Wer die Haushalte und Eckwerte des Senats liest, weiß doch, dass es bedauerlicherweise ab 2006 nur drei, nicht fünf, schon festgelegte neue Ganztagsschulen in der Stadtgemeinde Bremen geben wird: Buntentorsteinweg, Pulverberg und die neue Schule in Osterholz. 2007 wird es keine einzige neue geben. Das ist bisher nicht möglich!

(Abg. Frau W i e d e m e y e r [SPD]: Herr Rohmeyer hat doch eben zehn versprochen!)

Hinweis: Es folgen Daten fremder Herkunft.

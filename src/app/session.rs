use crate::kernel::services::adapters::FileSnapshotStore;
use crate::kernel::services::ports::{Settings, SnapshotError, SnapshotStore};
use crate::kernel::{Action, DispatchResult, EditorSnapshot, EditorState, Effect, Store};

#[derive(Debug, thiserror::Error)]
#[error("final snapshot save failed: {source}")]
pub struct CloseError {
    /// State at close time, not persisted.
    pub snapshot: EditorSnapshot,
    #[source]
    pub source: SnapshotError,
}

/// One editing session. Restores state on open, persists committed
/// transitions when autosave is on, and writes the final snapshot on close.
pub struct Session {
    store: Store,
    storage: Box<dyn SnapshotStore>,
    autosave: bool,
}

impl Session {
    /// Opens a session on the snapshot file named by `settings`, or the
    /// platform default location.
    pub fn open(settings: &Settings) -> Self {
        let storage = settings
            .snapshot_path
            .clone()
            .map(FileSnapshotStore::new)
            .or_else(FileSnapshotStore::default_location);

        match storage {
            Some(storage) => {
                tracing::info!(path = %storage.path().display(), "opening session");
                Self::with_storage(Box::new(storage), settings)
            }
            None => {
                tracing::warn!("no snapshot location available, session will not persist");
                Self::with_storage(Box::new(Discard), settings)
            }
        }
    }

    pub fn with_storage(storage: Box<dyn SnapshotStore>, settings: &Settings) -> Self {
        let state = restore(storage.as_ref());
        Self {
            store: Store::with_config(state, settings.store_config()),
            storage,
            autosave: settings.autosave,
        }
    }

    pub fn store(&self) -> &Store {
        &self.store
    }

    pub fn state(&self) -> &EditorState {
        self.store.state()
    }

    pub fn snapshot(&self) -> EditorSnapshot {
        self.store.state().snapshot()
    }

    pub fn dispatch(&mut self, action: Action) -> DispatchResult {
        let result = self.store.dispatch(action);
        for &effect in &result.effects {
            self.run_effect(effect);
        }
        result
    }

    /// Writes the final snapshot and ends the session. A failed save hands
    /// the unsaved snapshot back inside the error.
    pub fn close(self) -> Result<EditorSnapshot, CloseError> {
        let snapshot = self.store.into_state().into_snapshot();
        if let Err(source) = self.storage.save(&snapshot) {
            tracing::error!(error = %source, "final snapshot save failed");
            return Err(CloseError { snapshot, source });
        }
        tracing::info!(items = snapshot.file_system.len(), "session closed");
        Ok(snapshot)
    }

    fn run_effect(&mut self, effect: Effect) {
        match effect {
            Effect::PersistSnapshot => {
                if !self.autosave {
                    return;
                }
                if let Err(error) = self.storage.save(&self.snapshot()) {
                    tracing::error!(error = %error, "persist snapshot failed");
                }
            }
        }
    }
}

fn restore(storage: &dyn SnapshotStore) -> EditorState {
    let snapshot = match storage.load() {
        Ok(Some(snapshot)) => snapshot,
        Ok(None) => return EditorState::new(),
        Err(error) => {
            tracing::warn!(error = %error, "snapshot unreadable, starting empty");
            return EditorState::new();
        }
    };

    let state = EditorState::from_snapshot(snapshot);
    for violation in state.check_invariants() {
        tracing::warn!(%violation, "restored snapshot is inconsistent");
    }
    tracing::debug!(
        items = state.files().len(),
        tabs = state.open_files().len(),
        "snapshot restored"
    );
    state
}

/// Storage for hosts without a data directory.
struct Discard;

impl SnapshotStore for Discard {
    fn load(&self) -> Result<Option<EditorSnapshot>, SnapshotError> {
        Ok(None)
    }

    fn save(&self, _snapshot: &EditorSnapshot) -> Result<(), SnapshotError> {
        Ok(())
    }
}

#[cfg(test)]
#[path = "../../tests/unit/app/session.rs"]
mod tests;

Nun frage ich Sie, ob man tatsächlich der Bevölkerung erzählen soll, dass das eine Sache ist, die in den Haushaltsberatungen gemacht wird. Wenn ich an andere Politikbereiche denke, gibt es durchaus eine entschiedene Festlegung über das Haushaltsjahr, das eine, das andere, das nächste, die übernächste Wahlperiode bis 2046,

(Abg. Frau W i e d e m e y e r [SPD]: 2048!)

2048 – danke schön, Frau Wiedemeyer! –, über 2048 hinaus, für Großprojekte, für die wir uns entschieden haben, zur Zukunftssicherung, aber eine gute Bildungspolitik ist auch ein Großprojekt, in das wir zukunftsgerichtet investieren müssen.

(Beifall bei der SPD)

Es gibt übrigens eine ganze Reihe von weißen Flecken in Bremen. Schauen Sie nach Hemelingen, der größte Beiratsbereich in der Stadtgemeinde Bremen: keine einzige Ganztagsschule, und das in diesem riesigen Beiratsbereich! Das darf so nicht bleiben!

(Beifall bei der SPD)

Von hier muss auch das Signal ausgehen, und das tut es dadurch, dass wir diesen Antrag überweisen und in der Deputation im Rahmen unserer Haushaltsberatungen behandeln werden. Dann geht dieses Signal nach Hemelingen, aber auch in den Bremer Westen, wo wir noch einen größeren Handlungsbedarf haben, dass heute die Entwicklung nicht vorbei ist.

Nach meinen Schulbesuchen und Kenntnissen, liebe Kollegin Frau Stahmann, gibt es mindestens 30 Schulen, die dringend darauf warten, dass ausgeschrieben wird. Ich prognostiziere Ihnen hier in aller Sicherheit, dass, wenn eine Ausschreibung erfolgt, nicht nur 30 Schulen, sondern weit mehr ihren Hut in den Ring werfen werden, weil mittlerweile das Thema Ganztag in den Schulen extrem positiv nicht nur diskutiert, sondern auch gelebt wird.